The companies claim that a new "embedded tag" method has helped them achieve this.
During the RFID Health Care Industry Adoption Summit in Washington D.C. last week, the two companies conducted two pharmaceutical manufacturing and fill-line demonstrations, using a near-field ultrahigh frequency (UHF) Gen 2 RFID solution that included Impinj's readers and chips and O-I's item-level embedded RFID tags.
The demo used UHF tags instead of high-frequency (HF) ones like some other companies are using for item-level tracking, as UHF is believed to work across all levels of packaging, and therefore could potentially allow drugmakers to standardise the process across one frequency, allowing the same tag to be used throughout the supply chain to track pharmaceuticals.

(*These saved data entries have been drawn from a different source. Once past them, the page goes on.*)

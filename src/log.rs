// src/log.rs
// tracing setup: stderr plus an append-only debug log under `.store/`.
use std::fmt;
use std::fs::{self, OpenOptions};
use std::path::PathBuf;
use std::sync::{Mutex, OnceLock};
use std::time::Instant;

use tracing_subscriber::fmt::format::Writer;
use tracing_subscriber::fmt::time::FormatTime;
use tracing_subscriber::{EnvFilter, fmt as tfmt, prelude::*};

use crate::config::consts::{LOG_FILE, STORE_DIR};

static START: OnceLock<Instant> = OnceLock::new();

fn start() -> Instant {
    *START.get_or_init(Instant::now)
}

fn fmt_elapsed(ms: u128) -> String {
    let total_ms = ms as u64;
    let h = total_ms / 3_600_000;
    let m = (total_ms % 3_600_000) / 60_000;
    let s = (total_ms % 60_000) / 1_000;
    let ms = total_ms % 1_000;
    format!("{h:02}:{m:02}:{s:02}.{ms:03}")
}

/// `[hh:mm:ss.mmm]` since process start.
struct Elapsed;

impl FormatTime for Elapsed {
    fn format_time(&self, w: &mut Writer<'_>) -> fmt::Result {
        write!(w, "[{}]", fmt_elapsed(start().elapsed().as_millis()))
    }
}

pub fn log_path() -> PathBuf {
    PathBuf::from(STORE_DIR).join(LOG_FILE)
}

/// Install the global subscriber. `RUST_LOG` wins over `verbose`.
/// Safe to call more than once; later calls are no-ops.
pub fn init(verbose: bool) {
    start();
    let default = if verbose { "job_scrape=debug" } else { "job_scrape=info" };
    let filter = EnvFilter::try_from_default_env().unwrap_or_else(|_| EnvFilter::new(default));

    let stderr = tfmt::layer()
        .with_timer(Elapsed)
        .with_target(false)
        .with_writer(std::io::stderr);

    // Missing/unwritable store dir just means no file log.
    let file = fs::create_dir_all(STORE_DIR)
        .ok()
        .and_then(|_| OpenOptions::new().create(true).append(true).open(log_path()).ok())
        .map(|f| {
            tfmt::layer()
                .with_timer(Elapsed)
                .with_ansi(false)
                .with_writer(Mutex::new(f))
        });

    let _ = tracing_subscriber::registry()
        .with(filter)
        .with(stderr)
        .with(file)
        .try_init();
}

In the first demonstration, tagged bottles - for each of the four typical pharmaceutical dosage forms: solids, gelcaps, powders, and liquids - encoded with an electronic product code (EPC) moved around on a conveyor and passed by a guardrail-mounted RFID reader. The reader encoded the embedded tags then reread them to check the encoded data.
Results show read rates of approximately 600 tags per minute, twice the performance of current maximum fill-line speed rates.
O-I ran a second demonstration, which focused on reading item-level tags packaged within cases.
They ran cases containing 48 individually tagged bottles and a case-level tag through an RFID reader.
"With the second scenario, we put a twist by adding a tag to the cases," Vince Moretti, Vice President of RFID at Impinj told InPharmaTechnologist.com.
"That is the main valued of UHF, it can be used for both item- and case-level, without the need of leaving a space between the items, which is the case when using HF."
In the second demonstration, the system developed by Impinj and O-I also read 600 tags per minute.
In addition, in both scenarios, O-I achieved 100 per cent read rates, a success that the company partly attributes to the use of embedded tags.
Indeed, the company has developed a brand new method of including RFID inlays into pharmaceutical packaging, in the base of the bottle, a process executed during the moulding.
"There are many advantages to using tags embedded in the pharmaceuticals packaging," said Brian Chisholm, New Product Development Engineer at Owens-Illinois.
"The consistent orientation of the tag gives an optimisation of reading and avoids null reads, which can happen when two inlays are touching each other."
Chisholm added that the new embedded tags are very difficult to counterfeit, as they cannot be removed from the packaging,
Currently used methods involve the RFID inlay to be affixed to the bottle as a separate label, which can lead to up to six per cent of inefficiency and lead to escalating costs, according to Chisholm.
O-I pharma clients will now be able to purchase RFID item-level tagging as a feature of the packaging, he said.
Moving forward, O-I has not released pricing for the new solution, as there has not yet been an official assessment by any of its clients.
"Our objective now is to find an evaluation partner to rise our production capability so we can value the actual cost of the technology and provide accurate prices to our customers," said Chisholm.
He added that there were several interested customers already and that the scale up of packaging with the new technology embedded would happen in the first quarter of next year.
Moretti from Impinj was as optimistic and said that pharma companies would soon take advantage of the good performance of item-level RFID tagging even if infrastructural costs involved are higher than with currently used tracking systems.
"UHF saw a slow start because there was not Gen 2 yet and it was not adapted to liquids and metals. However, now it is combined with near-field and showed a really good performance, Pharma will take a second look," said Moretti.
"We will see a turnaround in the near future from pharma companies".